When a portfolio contains illiquid securities, compliance and portfolio managers must continuously analyze and monitor liquidity needs based on various market and redemption scenarios. Illiquid positions must be sold in advance of redemptions and their aggregate percentage within the portfolio must be constantly monitored and not allowed to increase due to redemptions.

Valuation process and procedures should always be a top concern and be constantly monitiored. If illiquid assets represent a growing or significant portion of assets, it becomes even more critical. Accurate and fair valuations that include a liquidity component are critical. The valuation methodologies should be consistently applied as switching valuation methodologies, is sure to raise questions. Any change in policy should be thoroughly documented and defensible.

8. Technology management and data protection

The effective management of a firm’s IT infrastructure is the heart of every compliance program. The protection and storage of data ranging from trading records to all correspondence and virtually all of a firm’s compliance record keeping is critical. Secure off-site archiving and storage, business continuity, and disaster recovery plans all require significant planning and resources. The security of this data, especially sensitive customer data is one of the most important responsibilities of a compliance and IT department.

9. Cyber security

The threat of a data breach, data loss, or theft of sensitive customer data is every firm’s greatest concern. The cost of a breach, its’ remediation, and reputational risk can be enormous and could put an entire firm’s future in jeopardy.

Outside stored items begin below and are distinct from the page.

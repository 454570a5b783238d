//! Plant record types for Sprig.
//!
//! A [`Plant`] is the snapshot the care engine consumes and produces. New
//! plants are built through [`NewPlant`], the only place per-field defaults
//! are applied.

use std::sync::atomic::{AtomicU32, Ordering};

use chrono::{DateTime, Utc};
use serde::{Deserialize, Serialize};

use crate::config::CareConfig;
use crate::error::{Result, SprigError};

/// Species label used when identification produced nothing.
pub const UNKNOWN_SPECIES: &str = "Unknown";

/// Health every plant starts with, and the ceiling health never exceeds.
pub const MAX_HEALTH: u8 = 100;

/// Global counter mixed into plant IDs.
static PLANT_COUNTER: AtomicU32 = AtomicU32::new(0);

/// Generate a new plant ID.
///
/// Format: `pl_YYYYMMDD_xxxxxxxx`. The high half of the suffix mixes the
/// clock's sub-second nanos with the process id; the low half is a
/// per-process counter, so IDs never repeat within a process.
pub fn generate_plant_id() -> String {
    let now = Utc::now();
    let counter = PLANT_COUNTER.fetch_add(1, Ordering::SeqCst);
    let entropy = now.timestamp_subsec_nanos().wrapping_mul(0x9E37_79B9)
        ^ std::process::id().rotate_left(16);
    let suffix = (entropy & 0xFFFF_0000) | (counter & 0xFFFF);
    format!("pl_{}_{:08x}", now.format("%Y%m%d"), suffix)
}

/// A living plant owned by exactly one user.
///
/// `next_watering_at`, `health` and `needs_attention` are derived fields; the
/// engine rewrites them from `last_watered_at`, `watering_frequency_days` and
/// `baseline_health` on every operation.
#[derive(Debug, Clone, Serialize, Deserialize, PartialEq)]
pub struct Plant {
    /// Unique, immutable plant identifier.
    pub id: String,
    /// Opaque id of the owning user.
    pub owner_id: String,
    /// Free-text species label (may be "Unknown").
    pub species_name: String,
    /// Optional display label.
    #[serde(default, skip_serializing_if = "Option::is_none")]
    pub nickname: Option<String>,
    /// Reference to the stored image (URL).
    pub image_ref: String,
    /// Optional light requirement hint shown alongside the schedule.
    #[serde(default, skip_serializing_if = "Option::is_none")]
    pub sunlight: Option<String>,
    /// Care cadence in whole days. Always at least 1.
    pub watering_frequency_days: u32,
    /// When the plant was last watered. `None` means never.
    #[serde(default)]
    pub last_watered_at: Option<DateTime<Utc>>,
    /// `last_watered_at + watering_frequency_days`, or `None` when untracked.
    #[serde(default)]
    pub next_watering_at: Option<DateTime<Utc>>,
    /// Current health in [0, 100].
    pub health: u8,
    /// Health at creation or at the last watering event.
    ///
    /// Overdue decay is measured from this value, not from `health`.
    pub baseline_health: u8,
    /// True iff care is currently overdue.
    #[serde(default)]
    pub needs_attention: bool,
    /// When the plant was created.
    pub created_at: DateTime<Utc>,
    /// When the record was last written.
    pub updated_at: DateTime<Utc>,
}

impl Plant {
    /// Display label: the nickname, falling back to the species name.
    pub fn display_name(&self) -> &str {
        self.nickname.as_deref().unwrap_or(&self.species_name)
    }

    /// Whether the plant has any watering history.
    pub fn is_tracked(&self) -> bool {
        self.last_watered_at.is_some()
    }

    /// The care state as last computed.
    ///
    /// Reflects the stored flags; call [`crate::core::engine::recompute`]
    /// first for the state at a given time.
    pub fn care_state(&self) -> CareState {
        match (self.last_watered_at, self.needs_attention) {
            (None, _) => CareState::Untracked,
            (Some(_), false) => CareState::Ok,
            (Some(_), true) => CareState::Overdue,
        }
    }

    /// The health band for the current health value.
    pub fn health_band(&self) -> HealthBand {
        HealthBand::from_health(self.health)
    }

    /// Whether `owner_id` owns this plant.
    pub fn is_owned_by(&self, owner_id: &str) -> bool {
        self.owner_id == owner_id
    }
}

/// Logical care state of a plant.
#[derive(Debug, Clone, Copy, PartialEq, Eq, Hash, Serialize, Deserialize)]
#[serde(rename_all = "snake_case")]
pub enum CareState {
    /// Never watered. No decay applies.
    Untracked,
    /// Watered within its cadence.
    Ok,
    /// Past due; attention flagged and health decaying.
    Overdue,
}

impl CareState {
    /// Short lowercase label for display.
    pub fn as_str(&self) -> &'static str {
        match self {
            CareState::Untracked => "untracked",
            CareState::Ok => "ok",
            CareState::Overdue => "overdue",
        }
    }
}

impl std::fmt::Display for CareState {
    fn fmt(&self, f: &mut std::fmt::Formatter<'_>) -> std::fmt::Result {
        f.write_str(self.as_str())
    }
}

/// Coarse health grouping used for display.
#[derive(Debug, Clone, Copy, PartialEq, Eq, Hash, Serialize, Deserialize)]
#[serde(rename_all = "snake_case")]
pub enum HealthBand {
    /// Health above 80.
    Good,
    /// Health above 60.
    Fair,
    /// Everything else.
    Poor,
}

impl HealthBand {
    /// Classify a health value.
    pub fn from_health(health: u8) -> Self {
        if health > 80 {
            HealthBand::Good
        } else if health > 60 {
            HealthBand::Fair
        } else {
            HealthBand::Poor
        }
    }

    /// Short lowercase label for display.
    pub fn as_str(&self) -> &'static str {
        match self {
            HealthBand::Good => "good",
            HealthBand::Fair => "fair",
            HealthBand::Poor => "poor",
        }
    }
}

/// Request to create a plant.
///
/// Required fields are constructor arguments; optional ones are set with the
/// builder methods. Defaults for anything left unset come from [`CareConfig`].
#[derive(Debug, Clone, PartialEq)]
pub struct NewPlant {
    owner_id: String,
    species_name: String,
    image_ref: String,
    nickname: Option<String>,
    watering_frequency_days: Option<u32>,
    sunlight: Option<String>,
}

impl NewPlant {
    /// Start a creation request with the required fields.
    pub fn new(
        owner_id: impl Into<String>,
        species_name: impl Into<String>,
        image_ref: impl Into<String>,
    ) -> Self {
        Self {
            owner_id: owner_id.into(),
            species_name: species_name.into(),
            image_ref: image_ref.into(),
            nickname: None,
            watering_frequency_days: None,
            sunlight: None,
        }
    }

    /// Set the display nickname.
    pub fn nickname(mut self, nickname: impl Into<String>) -> Self {
        self.nickname = Some(nickname.into());
        self
    }

    /// Set the watering cadence in days.
    pub fn watering_frequency_days(mut self, days: u32) -> Self {
        self.watering_frequency_days = Some(days);
        self
    }

    /// Set the sunlight hint.
    pub fn sunlight(mut self, sunlight: impl Into<String>) -> Self {
        self.sunlight = Some(sunlight.into());
        self
    }

    /// Validate the request and build the initial plant record.
    ///
    /// # Errors
    ///
    /// * `InvalidFrequency` if the cadence is zero or longer than ten years
    /// * `InvalidInput` if the owner or image reference is blank
    pub fn build(self, now: DateTime<Utc>, defaults: &CareConfig) -> Result<Plant> {
        let owner_id = self.owner_id.trim().to_string();
        if owner_id.is_empty() {
            return Err(SprigError::invalid_input("owner id is required"));
        }

        let image_ref = self.image_ref.trim().to_string();
        if image_ref.is_empty() {
            return Err(SprigError::invalid_input("image reference is required"));
        }

        let watering_frequency_days = self
            .watering_frequency_days
            .unwrap_or(defaults.default_frequency_days);
        if !CareConfig::is_valid_frequency(watering_frequency_days) {
            return Err(SprigError::InvalidFrequency {
                days: watering_frequency_days,
            });
        }

        let species_name = match self.species_name.trim() {
            "" => UNKNOWN_SPECIES.to_string(),
            name => name.to_string(),
        };

        let nickname = non_blank(self.nickname);
        let sunlight =
            non_blank(self.sunlight).or_else(|| non_blank(defaults.default_sunlight.clone()));

        Ok(Plant {
            id: generate_plant_id(),
            owner_id,
            species_name,
            nickname,
            image_ref,
            sunlight,
            watering_frequency_days,
            last_watered_at: None,
            next_watering_at: None,
            health: MAX_HEALTH,
            baseline_health: MAX_HEALTH,
            needs_attention: false,
            created_at: now,
            updated_at: now,
        })
    }
}

fn non_blank(value: Option<String>) -> Option<String> {
    value
        .map(|v| v.trim().to_string())
        .filter(|v| !v.is_empty())
}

Regulators are taking cyber security very seriously as well. The SEC issued a Risk Alert last year and continues to regularly remind the financial industry of the threat. Regulatory actions such as the SEC case against R.T JonesCapital Management — where the firm was fined for inadequate policies and procedures after a cyber security breach, despite a by-the-book response — should serve as a reminder that cyber security is being taken seriously by the regulators.

10. Personal liability

In the U.S. the Justice Deparmtent’s “Yates memo” drew a straight line between individual accountability and corporate wrongdoing and resulted in the U.S. Attorney’s Manual being updated in November 2015. As a clear statement of regulatory expectations, Sally Quillian Yates, deputy attorney general at the U.S. Department of Justice stated that “one of the most effective ways to combat corporate misconduct is by seeking accountability from the individuals who perpetrated the wrongdoing. Such accountability is important as it is seen as a deterrent to future illegal activity and it ensures that the the proper parties are held responsible for their actions.

There were also a number of instances where officers or directors were held personally liable for the failures with their firms. Most notably, the Blackrock case was an instance where a compliance professional was singled out in the regulatory actions. Also, the well-publicized State Street case where two individuals eventually were successful in their appeal, should serve as a reminder to all professionals of the difficulty and lengthy path they might face when the regulator attempts to hold them personally accountable.